## What you need to do
Among the entries below, only the lines starting at the one with "pub struct RecordingSink" and ending at the one with "self.received.lock().unwrap().push(notification);", both included, are to be printed exactly.

--------------------------------------------------

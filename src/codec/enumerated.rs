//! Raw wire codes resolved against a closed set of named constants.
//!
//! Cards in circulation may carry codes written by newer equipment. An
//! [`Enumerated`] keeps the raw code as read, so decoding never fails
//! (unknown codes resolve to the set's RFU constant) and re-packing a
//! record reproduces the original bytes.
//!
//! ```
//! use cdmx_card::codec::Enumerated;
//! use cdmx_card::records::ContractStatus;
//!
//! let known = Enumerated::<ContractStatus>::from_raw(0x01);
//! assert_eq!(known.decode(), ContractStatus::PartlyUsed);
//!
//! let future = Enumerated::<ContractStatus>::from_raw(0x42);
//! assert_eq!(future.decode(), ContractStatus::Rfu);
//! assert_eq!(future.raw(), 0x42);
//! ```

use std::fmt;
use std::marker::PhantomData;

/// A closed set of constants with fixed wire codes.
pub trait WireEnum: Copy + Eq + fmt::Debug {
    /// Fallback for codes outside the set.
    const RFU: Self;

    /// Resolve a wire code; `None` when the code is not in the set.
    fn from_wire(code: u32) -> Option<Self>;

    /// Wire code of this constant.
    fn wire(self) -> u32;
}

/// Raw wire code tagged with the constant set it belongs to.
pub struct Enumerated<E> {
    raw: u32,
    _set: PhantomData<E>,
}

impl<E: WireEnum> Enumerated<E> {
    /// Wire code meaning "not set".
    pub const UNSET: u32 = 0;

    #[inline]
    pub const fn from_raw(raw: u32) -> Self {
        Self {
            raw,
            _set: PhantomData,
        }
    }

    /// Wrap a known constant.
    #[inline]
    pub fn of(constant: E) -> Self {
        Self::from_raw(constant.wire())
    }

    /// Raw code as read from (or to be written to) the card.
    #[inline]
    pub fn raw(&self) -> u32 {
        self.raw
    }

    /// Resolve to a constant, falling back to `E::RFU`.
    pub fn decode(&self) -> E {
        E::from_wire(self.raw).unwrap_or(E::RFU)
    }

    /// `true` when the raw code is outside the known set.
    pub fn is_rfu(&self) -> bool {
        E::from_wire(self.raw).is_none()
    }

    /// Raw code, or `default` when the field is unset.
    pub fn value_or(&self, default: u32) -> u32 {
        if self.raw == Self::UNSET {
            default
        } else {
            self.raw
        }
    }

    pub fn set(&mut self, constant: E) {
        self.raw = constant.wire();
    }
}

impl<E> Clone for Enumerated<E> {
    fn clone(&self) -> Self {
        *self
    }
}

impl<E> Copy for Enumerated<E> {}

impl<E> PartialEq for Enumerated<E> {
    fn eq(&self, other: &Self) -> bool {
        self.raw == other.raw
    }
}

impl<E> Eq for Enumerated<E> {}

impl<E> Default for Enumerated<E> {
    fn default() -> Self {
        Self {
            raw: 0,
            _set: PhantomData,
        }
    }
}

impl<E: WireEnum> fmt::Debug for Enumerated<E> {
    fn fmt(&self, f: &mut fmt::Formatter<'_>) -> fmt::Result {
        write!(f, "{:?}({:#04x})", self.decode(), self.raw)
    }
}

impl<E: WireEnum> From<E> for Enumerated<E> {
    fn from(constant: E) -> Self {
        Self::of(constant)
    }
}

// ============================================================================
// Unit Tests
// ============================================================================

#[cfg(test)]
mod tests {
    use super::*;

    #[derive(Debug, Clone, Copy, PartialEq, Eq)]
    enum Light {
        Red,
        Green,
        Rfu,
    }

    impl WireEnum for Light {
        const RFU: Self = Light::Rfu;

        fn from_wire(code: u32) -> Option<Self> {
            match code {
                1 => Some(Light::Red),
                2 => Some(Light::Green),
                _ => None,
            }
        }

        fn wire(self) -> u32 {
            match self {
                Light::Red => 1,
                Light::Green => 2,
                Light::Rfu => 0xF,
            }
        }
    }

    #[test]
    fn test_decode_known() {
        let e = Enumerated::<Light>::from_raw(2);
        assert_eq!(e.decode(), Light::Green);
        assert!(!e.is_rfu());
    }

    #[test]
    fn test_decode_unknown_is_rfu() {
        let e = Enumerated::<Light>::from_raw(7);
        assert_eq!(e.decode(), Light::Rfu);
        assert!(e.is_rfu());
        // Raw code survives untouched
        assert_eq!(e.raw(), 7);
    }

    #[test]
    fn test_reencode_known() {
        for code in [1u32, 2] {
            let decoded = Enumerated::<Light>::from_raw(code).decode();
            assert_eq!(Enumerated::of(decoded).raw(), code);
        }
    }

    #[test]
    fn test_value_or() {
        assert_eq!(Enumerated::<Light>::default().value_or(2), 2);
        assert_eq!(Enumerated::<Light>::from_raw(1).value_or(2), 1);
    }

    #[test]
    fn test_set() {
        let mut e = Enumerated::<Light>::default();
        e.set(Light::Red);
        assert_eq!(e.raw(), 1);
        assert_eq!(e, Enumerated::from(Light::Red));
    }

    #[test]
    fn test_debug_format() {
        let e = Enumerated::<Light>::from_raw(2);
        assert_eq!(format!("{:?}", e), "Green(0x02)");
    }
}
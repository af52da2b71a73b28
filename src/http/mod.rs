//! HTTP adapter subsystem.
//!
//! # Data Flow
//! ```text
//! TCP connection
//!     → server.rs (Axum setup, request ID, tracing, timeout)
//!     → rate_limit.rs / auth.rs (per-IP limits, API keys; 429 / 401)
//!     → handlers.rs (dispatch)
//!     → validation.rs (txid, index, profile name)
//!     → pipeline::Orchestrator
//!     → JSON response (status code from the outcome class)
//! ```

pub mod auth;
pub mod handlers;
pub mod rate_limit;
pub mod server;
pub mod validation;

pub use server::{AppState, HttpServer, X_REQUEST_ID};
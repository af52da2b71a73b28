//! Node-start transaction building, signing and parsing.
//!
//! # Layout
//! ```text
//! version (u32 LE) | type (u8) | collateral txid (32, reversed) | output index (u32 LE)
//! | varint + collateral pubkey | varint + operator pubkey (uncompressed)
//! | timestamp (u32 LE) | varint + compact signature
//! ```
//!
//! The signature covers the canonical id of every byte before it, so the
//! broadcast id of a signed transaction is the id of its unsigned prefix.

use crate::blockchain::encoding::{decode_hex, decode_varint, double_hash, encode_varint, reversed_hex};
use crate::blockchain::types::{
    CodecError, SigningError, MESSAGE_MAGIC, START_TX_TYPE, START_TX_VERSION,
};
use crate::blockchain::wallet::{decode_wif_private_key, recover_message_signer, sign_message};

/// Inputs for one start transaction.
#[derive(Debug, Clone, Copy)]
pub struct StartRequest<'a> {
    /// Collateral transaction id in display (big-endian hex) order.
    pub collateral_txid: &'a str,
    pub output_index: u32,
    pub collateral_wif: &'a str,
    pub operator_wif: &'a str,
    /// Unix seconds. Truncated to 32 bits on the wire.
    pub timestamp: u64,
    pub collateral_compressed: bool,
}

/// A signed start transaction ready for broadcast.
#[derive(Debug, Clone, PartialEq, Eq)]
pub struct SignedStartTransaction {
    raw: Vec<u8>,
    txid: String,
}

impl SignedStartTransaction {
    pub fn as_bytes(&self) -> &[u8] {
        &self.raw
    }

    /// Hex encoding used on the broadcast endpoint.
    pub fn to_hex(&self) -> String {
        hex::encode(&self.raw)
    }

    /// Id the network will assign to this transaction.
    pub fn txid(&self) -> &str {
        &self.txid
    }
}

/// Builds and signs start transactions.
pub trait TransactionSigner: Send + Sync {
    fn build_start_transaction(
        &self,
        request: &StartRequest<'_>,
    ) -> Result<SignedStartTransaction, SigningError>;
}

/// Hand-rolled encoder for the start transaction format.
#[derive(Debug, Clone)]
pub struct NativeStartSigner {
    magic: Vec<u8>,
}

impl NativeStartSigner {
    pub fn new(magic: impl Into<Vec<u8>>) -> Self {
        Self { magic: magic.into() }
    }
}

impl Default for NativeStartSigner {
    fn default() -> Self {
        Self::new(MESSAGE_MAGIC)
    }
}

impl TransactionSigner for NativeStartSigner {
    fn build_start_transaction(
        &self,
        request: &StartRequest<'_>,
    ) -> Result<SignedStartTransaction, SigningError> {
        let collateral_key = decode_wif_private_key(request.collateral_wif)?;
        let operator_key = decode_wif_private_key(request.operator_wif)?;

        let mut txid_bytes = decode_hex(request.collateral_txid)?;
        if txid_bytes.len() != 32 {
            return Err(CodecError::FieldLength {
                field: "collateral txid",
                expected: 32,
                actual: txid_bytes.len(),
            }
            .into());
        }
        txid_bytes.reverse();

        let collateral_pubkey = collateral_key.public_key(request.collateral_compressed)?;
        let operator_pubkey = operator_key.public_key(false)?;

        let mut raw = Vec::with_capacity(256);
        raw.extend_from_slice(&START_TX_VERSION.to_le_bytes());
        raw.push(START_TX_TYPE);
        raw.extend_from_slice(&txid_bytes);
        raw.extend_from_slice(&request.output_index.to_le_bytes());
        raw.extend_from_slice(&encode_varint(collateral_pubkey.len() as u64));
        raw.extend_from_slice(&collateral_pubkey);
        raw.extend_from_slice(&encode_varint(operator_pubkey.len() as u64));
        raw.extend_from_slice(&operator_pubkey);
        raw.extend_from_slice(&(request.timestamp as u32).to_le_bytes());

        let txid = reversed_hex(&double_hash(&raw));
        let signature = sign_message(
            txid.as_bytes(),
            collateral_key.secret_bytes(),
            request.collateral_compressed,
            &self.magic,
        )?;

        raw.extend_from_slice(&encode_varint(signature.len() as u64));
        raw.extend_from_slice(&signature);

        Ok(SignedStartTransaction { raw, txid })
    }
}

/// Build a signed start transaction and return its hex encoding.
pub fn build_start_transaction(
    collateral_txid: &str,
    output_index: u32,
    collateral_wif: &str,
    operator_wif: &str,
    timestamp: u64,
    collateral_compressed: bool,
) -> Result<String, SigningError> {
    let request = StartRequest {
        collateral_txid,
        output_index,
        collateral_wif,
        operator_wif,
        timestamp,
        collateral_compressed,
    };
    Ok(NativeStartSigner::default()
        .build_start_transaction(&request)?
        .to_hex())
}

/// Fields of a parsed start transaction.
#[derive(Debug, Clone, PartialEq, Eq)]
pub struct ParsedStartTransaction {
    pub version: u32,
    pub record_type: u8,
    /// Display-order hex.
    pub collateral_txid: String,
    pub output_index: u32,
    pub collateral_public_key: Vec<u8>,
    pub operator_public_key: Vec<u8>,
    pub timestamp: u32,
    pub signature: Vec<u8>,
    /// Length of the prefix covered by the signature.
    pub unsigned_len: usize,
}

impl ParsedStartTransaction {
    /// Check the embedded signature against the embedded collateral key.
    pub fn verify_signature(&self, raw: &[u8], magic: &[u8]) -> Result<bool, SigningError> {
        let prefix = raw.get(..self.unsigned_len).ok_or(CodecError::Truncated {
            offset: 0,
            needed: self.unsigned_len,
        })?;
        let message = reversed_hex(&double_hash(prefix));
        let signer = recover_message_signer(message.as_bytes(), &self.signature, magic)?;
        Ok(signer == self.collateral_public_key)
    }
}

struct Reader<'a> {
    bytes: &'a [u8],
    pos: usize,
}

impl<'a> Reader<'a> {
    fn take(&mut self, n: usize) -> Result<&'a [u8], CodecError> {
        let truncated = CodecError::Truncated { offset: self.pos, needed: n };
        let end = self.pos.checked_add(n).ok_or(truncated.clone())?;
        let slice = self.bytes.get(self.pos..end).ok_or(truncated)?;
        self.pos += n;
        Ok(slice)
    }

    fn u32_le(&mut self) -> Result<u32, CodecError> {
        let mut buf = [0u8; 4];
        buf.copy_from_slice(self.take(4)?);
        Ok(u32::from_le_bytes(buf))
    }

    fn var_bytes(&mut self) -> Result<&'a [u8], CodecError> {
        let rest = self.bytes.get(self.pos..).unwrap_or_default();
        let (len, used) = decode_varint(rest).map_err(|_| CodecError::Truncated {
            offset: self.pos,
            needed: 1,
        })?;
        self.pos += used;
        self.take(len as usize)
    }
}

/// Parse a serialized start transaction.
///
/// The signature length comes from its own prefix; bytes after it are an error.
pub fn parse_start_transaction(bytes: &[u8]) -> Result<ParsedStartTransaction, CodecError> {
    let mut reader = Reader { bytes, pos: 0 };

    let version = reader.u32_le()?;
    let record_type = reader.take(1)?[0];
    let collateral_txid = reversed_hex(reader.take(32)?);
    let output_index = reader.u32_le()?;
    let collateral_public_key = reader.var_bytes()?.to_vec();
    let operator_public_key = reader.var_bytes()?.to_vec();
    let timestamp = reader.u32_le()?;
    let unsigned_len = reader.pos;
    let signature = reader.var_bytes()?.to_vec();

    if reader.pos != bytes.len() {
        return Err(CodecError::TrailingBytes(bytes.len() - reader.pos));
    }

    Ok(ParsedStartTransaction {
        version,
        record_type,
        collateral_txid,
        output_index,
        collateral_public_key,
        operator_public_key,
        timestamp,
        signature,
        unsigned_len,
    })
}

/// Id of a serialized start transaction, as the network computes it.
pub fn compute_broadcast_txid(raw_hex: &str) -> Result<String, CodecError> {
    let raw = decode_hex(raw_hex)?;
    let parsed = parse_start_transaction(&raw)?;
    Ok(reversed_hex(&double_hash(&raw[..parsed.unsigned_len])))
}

--------------------------------------------------

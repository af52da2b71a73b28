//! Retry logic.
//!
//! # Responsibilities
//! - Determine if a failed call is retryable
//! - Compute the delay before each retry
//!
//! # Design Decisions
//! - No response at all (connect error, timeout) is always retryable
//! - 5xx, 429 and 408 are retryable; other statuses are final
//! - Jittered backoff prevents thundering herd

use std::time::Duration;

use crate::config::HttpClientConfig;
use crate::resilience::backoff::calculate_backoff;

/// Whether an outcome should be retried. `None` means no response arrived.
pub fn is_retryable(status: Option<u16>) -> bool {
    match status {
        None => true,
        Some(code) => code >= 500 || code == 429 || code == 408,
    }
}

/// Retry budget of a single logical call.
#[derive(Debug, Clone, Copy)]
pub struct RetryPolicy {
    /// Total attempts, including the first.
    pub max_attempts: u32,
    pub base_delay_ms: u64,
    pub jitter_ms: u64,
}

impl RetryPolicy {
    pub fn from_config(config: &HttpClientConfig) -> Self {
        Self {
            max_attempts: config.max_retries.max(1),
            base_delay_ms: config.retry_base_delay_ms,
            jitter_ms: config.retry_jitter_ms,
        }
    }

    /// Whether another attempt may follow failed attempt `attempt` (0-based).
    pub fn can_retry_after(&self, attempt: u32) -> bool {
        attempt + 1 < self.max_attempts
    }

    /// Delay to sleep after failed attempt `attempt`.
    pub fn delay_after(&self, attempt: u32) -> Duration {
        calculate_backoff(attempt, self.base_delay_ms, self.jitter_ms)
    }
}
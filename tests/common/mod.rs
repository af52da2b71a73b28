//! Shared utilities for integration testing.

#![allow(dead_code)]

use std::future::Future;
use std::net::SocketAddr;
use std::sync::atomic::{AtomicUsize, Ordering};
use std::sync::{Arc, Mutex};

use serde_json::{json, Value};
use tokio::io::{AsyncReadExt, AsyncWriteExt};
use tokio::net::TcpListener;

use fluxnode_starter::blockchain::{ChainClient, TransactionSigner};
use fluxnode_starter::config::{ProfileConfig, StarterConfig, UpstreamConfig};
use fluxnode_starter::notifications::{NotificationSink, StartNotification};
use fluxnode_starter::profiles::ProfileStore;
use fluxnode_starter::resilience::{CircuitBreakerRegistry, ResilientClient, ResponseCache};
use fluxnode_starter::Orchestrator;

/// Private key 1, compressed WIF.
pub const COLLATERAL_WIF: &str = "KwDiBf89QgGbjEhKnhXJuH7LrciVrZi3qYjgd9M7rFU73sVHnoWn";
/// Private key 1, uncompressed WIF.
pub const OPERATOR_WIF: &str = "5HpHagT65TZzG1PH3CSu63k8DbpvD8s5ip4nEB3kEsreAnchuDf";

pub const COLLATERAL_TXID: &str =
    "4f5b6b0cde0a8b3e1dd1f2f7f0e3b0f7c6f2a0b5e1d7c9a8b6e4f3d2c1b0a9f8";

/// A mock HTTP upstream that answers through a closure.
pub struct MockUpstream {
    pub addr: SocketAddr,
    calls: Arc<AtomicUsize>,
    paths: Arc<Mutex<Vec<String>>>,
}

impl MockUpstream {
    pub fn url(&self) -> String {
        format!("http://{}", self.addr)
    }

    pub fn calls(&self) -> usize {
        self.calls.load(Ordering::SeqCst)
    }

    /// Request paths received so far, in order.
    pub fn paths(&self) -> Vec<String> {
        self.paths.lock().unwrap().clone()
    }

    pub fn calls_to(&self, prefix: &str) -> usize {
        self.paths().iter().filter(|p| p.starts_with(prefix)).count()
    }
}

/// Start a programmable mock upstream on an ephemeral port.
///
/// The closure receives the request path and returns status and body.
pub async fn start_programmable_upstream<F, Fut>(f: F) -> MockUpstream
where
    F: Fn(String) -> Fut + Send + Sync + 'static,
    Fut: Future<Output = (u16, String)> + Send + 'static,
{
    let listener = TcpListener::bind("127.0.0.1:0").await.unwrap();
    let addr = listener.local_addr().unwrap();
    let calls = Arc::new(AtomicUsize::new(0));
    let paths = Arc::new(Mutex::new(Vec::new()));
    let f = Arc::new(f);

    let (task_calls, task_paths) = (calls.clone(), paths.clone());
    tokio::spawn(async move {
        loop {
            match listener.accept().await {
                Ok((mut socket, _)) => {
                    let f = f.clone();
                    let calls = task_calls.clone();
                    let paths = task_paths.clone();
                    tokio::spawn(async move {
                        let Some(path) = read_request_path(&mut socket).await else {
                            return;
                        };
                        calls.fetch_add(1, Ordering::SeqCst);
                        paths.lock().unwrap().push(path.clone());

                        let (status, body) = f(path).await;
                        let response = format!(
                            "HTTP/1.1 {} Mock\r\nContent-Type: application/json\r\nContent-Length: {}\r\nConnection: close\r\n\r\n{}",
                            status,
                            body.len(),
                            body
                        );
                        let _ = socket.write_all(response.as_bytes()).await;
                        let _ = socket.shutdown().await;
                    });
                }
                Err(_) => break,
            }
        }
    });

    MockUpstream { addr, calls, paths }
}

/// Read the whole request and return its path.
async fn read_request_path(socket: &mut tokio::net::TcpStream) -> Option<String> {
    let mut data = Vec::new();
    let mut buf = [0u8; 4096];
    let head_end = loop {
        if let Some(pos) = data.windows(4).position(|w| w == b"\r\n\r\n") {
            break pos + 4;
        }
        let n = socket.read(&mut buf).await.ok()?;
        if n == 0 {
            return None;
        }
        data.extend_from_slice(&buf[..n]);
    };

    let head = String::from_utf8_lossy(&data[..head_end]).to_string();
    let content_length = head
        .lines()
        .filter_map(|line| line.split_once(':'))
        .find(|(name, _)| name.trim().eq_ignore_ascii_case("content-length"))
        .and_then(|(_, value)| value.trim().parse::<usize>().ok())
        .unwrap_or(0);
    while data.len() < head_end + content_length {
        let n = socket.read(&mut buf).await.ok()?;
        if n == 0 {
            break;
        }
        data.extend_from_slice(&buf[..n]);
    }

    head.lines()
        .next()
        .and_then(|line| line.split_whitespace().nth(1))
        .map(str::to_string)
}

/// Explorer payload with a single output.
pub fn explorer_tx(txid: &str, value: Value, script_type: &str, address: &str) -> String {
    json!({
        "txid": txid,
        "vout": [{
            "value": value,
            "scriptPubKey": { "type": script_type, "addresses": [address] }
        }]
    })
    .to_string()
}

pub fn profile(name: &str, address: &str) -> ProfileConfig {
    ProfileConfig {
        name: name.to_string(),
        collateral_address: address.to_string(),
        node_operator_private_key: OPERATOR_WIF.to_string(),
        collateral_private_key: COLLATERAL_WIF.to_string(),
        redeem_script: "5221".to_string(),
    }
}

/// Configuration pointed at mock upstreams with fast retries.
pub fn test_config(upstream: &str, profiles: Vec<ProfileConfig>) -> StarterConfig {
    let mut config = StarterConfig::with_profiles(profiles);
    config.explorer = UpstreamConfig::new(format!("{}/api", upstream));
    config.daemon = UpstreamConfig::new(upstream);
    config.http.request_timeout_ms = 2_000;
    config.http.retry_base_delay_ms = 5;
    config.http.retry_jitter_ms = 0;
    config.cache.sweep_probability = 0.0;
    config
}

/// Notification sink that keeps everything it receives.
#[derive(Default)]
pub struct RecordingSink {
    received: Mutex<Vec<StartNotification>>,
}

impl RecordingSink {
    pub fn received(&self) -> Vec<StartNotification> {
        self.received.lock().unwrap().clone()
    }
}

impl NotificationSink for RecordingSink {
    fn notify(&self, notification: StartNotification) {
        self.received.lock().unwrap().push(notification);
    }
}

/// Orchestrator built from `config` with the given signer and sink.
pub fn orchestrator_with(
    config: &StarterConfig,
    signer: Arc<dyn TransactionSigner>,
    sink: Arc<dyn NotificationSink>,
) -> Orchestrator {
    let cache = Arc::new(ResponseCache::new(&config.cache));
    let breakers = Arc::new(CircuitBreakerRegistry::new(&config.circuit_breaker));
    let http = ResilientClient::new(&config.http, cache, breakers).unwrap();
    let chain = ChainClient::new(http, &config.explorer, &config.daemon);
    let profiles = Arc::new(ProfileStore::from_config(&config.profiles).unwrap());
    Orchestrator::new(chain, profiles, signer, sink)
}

--------------------------------------------------

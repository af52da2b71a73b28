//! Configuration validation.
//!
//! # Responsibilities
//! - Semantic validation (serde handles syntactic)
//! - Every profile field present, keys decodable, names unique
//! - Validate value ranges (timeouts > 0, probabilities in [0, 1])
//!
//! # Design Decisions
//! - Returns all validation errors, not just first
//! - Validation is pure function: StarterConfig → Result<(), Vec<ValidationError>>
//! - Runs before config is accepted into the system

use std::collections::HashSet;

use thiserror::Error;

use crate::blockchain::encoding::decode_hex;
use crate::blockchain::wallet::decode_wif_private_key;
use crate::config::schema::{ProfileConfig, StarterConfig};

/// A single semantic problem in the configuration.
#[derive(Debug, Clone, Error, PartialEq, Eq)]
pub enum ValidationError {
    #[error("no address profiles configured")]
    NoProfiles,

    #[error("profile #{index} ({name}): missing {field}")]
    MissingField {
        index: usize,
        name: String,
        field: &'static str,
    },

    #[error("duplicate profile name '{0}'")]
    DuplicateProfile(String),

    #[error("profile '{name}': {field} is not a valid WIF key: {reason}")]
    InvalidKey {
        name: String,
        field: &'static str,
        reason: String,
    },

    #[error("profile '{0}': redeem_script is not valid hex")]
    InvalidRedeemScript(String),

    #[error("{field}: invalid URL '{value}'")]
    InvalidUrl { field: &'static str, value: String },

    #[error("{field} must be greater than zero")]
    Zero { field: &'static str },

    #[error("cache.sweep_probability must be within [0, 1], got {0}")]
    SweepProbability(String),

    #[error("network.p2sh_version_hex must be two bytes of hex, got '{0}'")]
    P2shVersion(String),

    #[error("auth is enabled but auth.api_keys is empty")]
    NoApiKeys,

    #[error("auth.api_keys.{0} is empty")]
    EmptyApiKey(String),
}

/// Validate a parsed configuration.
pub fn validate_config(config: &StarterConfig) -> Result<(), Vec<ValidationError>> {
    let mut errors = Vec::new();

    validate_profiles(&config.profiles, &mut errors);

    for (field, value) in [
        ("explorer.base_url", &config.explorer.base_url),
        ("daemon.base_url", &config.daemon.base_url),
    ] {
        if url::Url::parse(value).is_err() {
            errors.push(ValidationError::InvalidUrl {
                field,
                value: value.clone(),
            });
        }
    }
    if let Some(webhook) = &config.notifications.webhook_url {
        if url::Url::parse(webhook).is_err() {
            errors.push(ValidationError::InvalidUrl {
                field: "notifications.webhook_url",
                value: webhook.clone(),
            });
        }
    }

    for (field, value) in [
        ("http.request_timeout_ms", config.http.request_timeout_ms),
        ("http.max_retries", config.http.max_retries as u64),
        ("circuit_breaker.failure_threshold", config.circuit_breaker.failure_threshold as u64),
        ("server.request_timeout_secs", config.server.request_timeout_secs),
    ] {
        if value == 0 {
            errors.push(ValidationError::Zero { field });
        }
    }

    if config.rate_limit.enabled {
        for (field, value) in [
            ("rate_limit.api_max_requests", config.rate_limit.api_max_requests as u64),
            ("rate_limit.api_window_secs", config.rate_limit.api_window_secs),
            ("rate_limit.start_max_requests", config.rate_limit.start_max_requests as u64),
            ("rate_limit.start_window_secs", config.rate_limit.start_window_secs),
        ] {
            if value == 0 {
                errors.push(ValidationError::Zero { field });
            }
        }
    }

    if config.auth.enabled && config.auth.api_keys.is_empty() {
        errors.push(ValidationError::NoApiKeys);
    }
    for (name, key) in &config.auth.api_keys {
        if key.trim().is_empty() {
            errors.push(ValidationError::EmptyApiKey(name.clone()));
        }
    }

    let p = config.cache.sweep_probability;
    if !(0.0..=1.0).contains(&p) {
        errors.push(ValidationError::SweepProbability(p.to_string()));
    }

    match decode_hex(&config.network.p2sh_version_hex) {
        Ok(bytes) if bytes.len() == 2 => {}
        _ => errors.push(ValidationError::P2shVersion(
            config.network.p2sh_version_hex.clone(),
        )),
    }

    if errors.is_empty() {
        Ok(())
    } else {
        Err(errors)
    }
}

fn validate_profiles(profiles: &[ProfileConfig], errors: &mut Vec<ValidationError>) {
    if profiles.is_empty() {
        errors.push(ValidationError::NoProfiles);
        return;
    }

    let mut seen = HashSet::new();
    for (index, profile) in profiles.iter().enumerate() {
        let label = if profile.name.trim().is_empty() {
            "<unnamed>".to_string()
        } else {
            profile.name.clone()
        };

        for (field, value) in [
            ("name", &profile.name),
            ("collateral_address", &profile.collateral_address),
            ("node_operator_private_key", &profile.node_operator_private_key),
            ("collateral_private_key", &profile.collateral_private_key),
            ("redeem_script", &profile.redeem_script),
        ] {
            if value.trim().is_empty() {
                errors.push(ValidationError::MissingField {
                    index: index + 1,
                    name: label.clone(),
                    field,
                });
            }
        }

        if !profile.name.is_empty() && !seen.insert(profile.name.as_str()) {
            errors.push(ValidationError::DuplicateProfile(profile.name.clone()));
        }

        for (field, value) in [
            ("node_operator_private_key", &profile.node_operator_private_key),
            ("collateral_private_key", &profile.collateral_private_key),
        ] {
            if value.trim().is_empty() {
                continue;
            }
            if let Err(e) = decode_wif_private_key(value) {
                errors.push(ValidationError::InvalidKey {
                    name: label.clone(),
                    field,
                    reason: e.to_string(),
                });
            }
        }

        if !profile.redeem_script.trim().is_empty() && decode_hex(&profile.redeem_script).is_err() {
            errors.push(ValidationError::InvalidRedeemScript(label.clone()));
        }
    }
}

--------------------------------------------------

## Final answer
pub struct RecordingSink {
    received: Mutex<Vec<StartNotification>>,
}

impl RecordingSink {
    pub fn received(&self) -> Vec<StartNotification> {
        self.received.lock().unwrap().clone()
    }
}

impl NotificationSink for RecordingSink {
    fn notify(&self, notification: StartNotification) {
        self.received.lock().unwrap().push(notification);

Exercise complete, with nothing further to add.